In 2010, the Mids amassed 367 rushing yards — their most ever in the history of the series — converted 10 of 13 third-down opportunities and got 200-plus yards from a fullback for the first time in school history in a 35-17 Navy victory at East Rutherford, N.J.
Next was Brian VanGorder, whose Irish defense yielded 454 total yards, including 336 rushing yards, in a 49-39 ND victory at Landover, Md., in 2014.
Mike Elko had the best ND debut to date among the Kelly Era coordinators in a 24-17 win over Navy last November. The Mids ran for 277 yards on 72 carries (3.8 per carry), well below their season averages (351.4 and 5.6).
Elko’s successor, Clark Lea, was ND’s linebackers coach last season. Lea’s only other experience with triple-option as an FBS assistant coach was when he and Elko were together at Wake Forest in 2016.
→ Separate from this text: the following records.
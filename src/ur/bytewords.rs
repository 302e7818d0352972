//! Bytewords: the 256-word alphabet UR bodies are written in.
//!
//! Every encoded body carries a trailing big-endian CRC-32 of the payload.
//! The minimal style keeps only the first and last letter of each word,
//! which is what appears inside `ur:` strings.

use std::collections::HashMap;

use once_cell::sync::Lazy;
use thiserror::Error;

use super::crc32;

const WORDS: &str = concat!(
    "ableacidalsoapexaquaarchatomauntawayaxisbackbaldbarnbeltbetabias",
    "bluebodybragbrewbulbbuzzcalmcashcatschefcityclawcodecolacookcost",
    "cruxcurlcuspcyandarkdatadaysdelidicedietdoordowndrawdropdrumdull",
    "dutyeacheasyechoedgeepicevenexamexiteyesfactfairfernfigsfilmfish",
    "fizzflapflewfluxfoxyfreefrogfuelfundgalagamegeargemsgiftgirlglow",
    "goodgraygrimgurugushgyrohalfhanghardhawkheathelphighhillholyhope",
    "hornhutsicedideaidleinchinkyintoirisironitemjadejazzjoinjoltjowl",
    "judojugsjumpjunkjurykeepkenokeptkeyskickkilnkingkitekiwiknoblamb",
    "lavalazyleaflegsliarlimplionlistlogoloudloveluaulucklungmainmany",
    "mathmazememomenumeowmildmintmissmonknailnavyneednewsnextnoonnote",
    "numbobeyoboeomitonyxopenovalowlspaidpartpeckplaypluspoempoolpose",
    "puffpumapurrquadquizraceramprealredorichroadrockroofrubyruinruns",
    "rustsafesagascarsetssilkskewslotsoapsolosongstubsurfswantacotask",
    "taxitenttiedtimetinytoiltombtoystriptunatwinuglyundouniturgeuser",
    "vastveryvetovialvibeviewvisavoidvowswallwandwarmwaspwavewaxywebs",
    "whatwhenwhizwolfworkyankyawnyellyogayurtzapszerozestzinczonezoom",
);

const CHECKSUM_LEN: usize = 4;

/// Minimum number of words in a valid body: one payload byte plus the checksum.
const MIN_WORDS: usize = CHECKSUM_LEN + 1;

static FULL_LOOKUP: Lazy<HashMap<&'static str, u8>> =
    Lazy::new(|| (0..=u8::MAX).map(|byte| (word(byte), byte)).collect());

static MINIMAL_LOOKUP: Lazy<HashMap<[u8; 2], u8>> = Lazy::new(|| {
    (0..=u8::MAX)
        .map(|byte| {
            let letters = word(byte).as_bytes();
            ([letters[0], letters[3]], byte)
        })
        .collect()
});

/// How words are rendered.
#[derive(Debug, Clone, Copy, PartialEq, Eq)]
pub enum Style {
    /// Full words separated by spaces.
    Standard,
    /// Full words separated by hyphens.
    Uri,
    /// First and last letter of each word, no separator.
    Minimal,
}

#[derive(Debug, Clone, PartialEq, Eq, Error)]
pub enum BytewordsError {
    #[error("invalid byteword `{0}`")]
    InvalidWord(String),
    #[error("minimal bytewords must have an even length, found {0} characters")]
    OddLength(usize),
    #[error("bytewords body too short: {0} words")]
    TooShort(usize),
    #[error("bytewords checksum mismatch (expected {expected:08x}, found {found:08x})")]
    Checksum { expected: u32, found: u32 },
}

fn word(byte: u8) -> &'static str {
    let start = usize::from(byte) * 4;
    &WORDS[start..start + 4]
}

/// Encodes `data` followed by its checksum.
pub fn encode(data: &[u8], style: Style) -> String {
    let checksum = crc32::checksum(data).to_be_bytes();
    let bytes = data.iter().chain(checksum.iter()).copied();
    match style {
        Style::Standard => join_words(bytes, " "),
        Style::Uri => join_words(bytes, "-"),
        Style::Minimal => bytes
            .flat_map(|byte| {
                let letters = word(byte).as_bytes();
                [char::from(letters[0]), char::from(letters[3])]
            })
            .collect(),
    }
}

fn join_words(bytes: impl Iterator<Item = u8>, separator: &str) -> String {
    bytes.map(word).collect::<Vec<_>>().join(separator)
}

/// Decodes a body, verifies its checksum and returns the payload.
///
/// Input is matched case-insensitively.
pub fn decode(encoded: &str, style: Style) -> Result<Vec<u8>, BytewordsError> {
    let lowered = encoded.to_ascii_lowercase();
    let bytes = match style {
        Style::Standard => decode_words(lowered.split(' '))?,
        Style::Uri => decode_words(lowered.split('-'))?,
        Style::Minimal => decode_minimal(&lowered)?,
    };

    if bytes.len() < MIN_WORDS {
        return Err(BytewordsError::TooShort(bytes.len()));
    }

    let (payload, checksum) = bytes.split_at(bytes.len() - CHECKSUM_LEN);
    let expected = u32::from_be_bytes([checksum[0], checksum[1], checksum[2], checksum[3]]);
    let found = crc32::checksum(payload);
    if expected != found {
        return Err(BytewordsError::Checksum { expected, found });
    }
    Ok(payload.to_vec())
}

fn decode_words<'a>(words: impl Iterator<Item = &'a str>) -> Result<Vec<u8>, BytewordsError> {
    words
        .map(|w| {
            FULL_LOOKUP
                .get(w)
                .copied()
                .ok_or_else(|| BytewordsError::InvalidWord(w.to_owned()))
        })
        .collect()
}

fn decode_minimal(encoded: &str) -> Result<Vec<u8>, BytewordsError> {
    let raw = encoded.as_bytes();
    if raw.len() % 2 != 0 {
        return Err(BytewordsError::OddLength(raw.len()));
    }
    raw.chunks_exact(2)
        .map(|pair| {
            MINIMAL_LOOKUP
                .get(&[pair[0], pair[1]])
                .copied()
                .ok_or_else(|| BytewordsError::InvalidWord(String::from_utf8_lossy(pair).into_owned()))
        })
        .collect()
}

#[cfg(test)]
mod tests {
    use super::*;

    const SAMPLE: [u8; 5] = [0, 1, 2, 128, 255];

    #[test]
    fn table_has_256_distinct_words() {
        assert_eq!(WORDS.len(), 1024);
        assert_eq!(FULL_LOOKUP.len(), 256);
        assert_eq!(MINIMAL_LOOKUP.len(), 256);
        assert_eq!(word(0), "able");
        assert_eq!(word(128), "lava");
        assert_eq!(word(255), "zoom");
    }

    #[test]
    fn encodes_all_styles() {
        assert_eq!(
            encode(&SAMPLE, Style::Standard),
            "able acid also lava zoom jade need echo taxi"
        );
        assert_eq!(
            encode(&SAMPLE, Style::Uri),
            "able-acid-also-lava-zoom-jade-need-echo-taxi"
        );
        assert_eq!(encode(&SAMPLE, Style::Minimal), "aeadaolazmjendeoti");
    }

    #[test]
    fn decodes_all_styles() {
        for style in [Style::Standard, Style::Uri, Style::Minimal] {
            let encoded = encode(&SAMPLE, style);
            assert_eq!(decode(&encoded, style).unwrap(), SAMPLE);
        }
        assert_eq!(decode("AEADAOLAZMJENDEOTI", Style::Minimal).unwrap(), SAMPLE);
    }

    #[test]
    fn rejects_bad_checksum() {
        // last word changed from `ti` (taxi) to `tk` (task)
        let err = decode("aeadaolazmjendeotk", Style::Minimal).unwrap_err();
        assert!(matches!(err, BytewordsError::Checksum { .. }));
    }

    #[test]
    fn rejects_malformed_bodies() {
        assert_eq!(
            decode("aeadaolazmjendeot", Style::Minimal),
            Err(BytewordsError::OddLength(17))
        );
        assert_eq!(
            decode("aeadaolazmjendeoxx", Style::Minimal),
            Err(BytewordsError::InvalidWord("xx".into()))
        );
        assert_eq!(decode("aeadaola", Style::Minimal), Err(BytewordsError::TooShort(4)));
        assert!(matches!(
            decode("able acid also lava zoom jade need echo taxis", Style::Standard),
            Err(BytewordsError::InvalidWord(_))
        ));
    }
}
Army beat Wake that year, 21-13, rallying for two fourth-quarter TDs, but the Elko/Lea defense held Army to 238 yards on 64 carries (3.7), well below the season averages of 339.5 and 5.6.
Folston back in the running
Running back Tarean Folston this week became the fifth former Irish player to sign with the upstart professional league Alliance of American Football.
Folston, who last played for ND in 2016 and went undrafted the following spring, will be on the Atlanta Legends roster.
The other ex-ND players who are set to play in the eight-team league, that begins play in February, are linebacker Nyles Morgan (Arizona Hotshots), wide receiver Amir Carlisle (Birmingham Iron), cornerback Cody Riggs (Orlando Apollos) and punter Ben Turk (Orlando Apollos).
Kelly said the same fire that always burned inside him on game day is still there.
It’s just that it may not be quite as apparent to everyone else these days.
“I just think our team responds better if I’m able to interact with them, be there, lead them,” he said. “If I’m confident, I’m in a good position for them (and) they feed off of that. Just maturing and being a better football coach.”
When asked if that was a difficult process, Kelly responded, “Notre Dame is unique. I think my realization is more where you’re always on TV, more so than my emotions.
“You could still be an emotional coach. You can still have a fiery side to you. It’s just at Notre Dame it’s a lot more difficult to do it, because there’s a camera on you the whole time.
“I had to make a conscious decision that if I was at a different place, I could still have that and still lead, but you can’t do it here, because it’s not good.”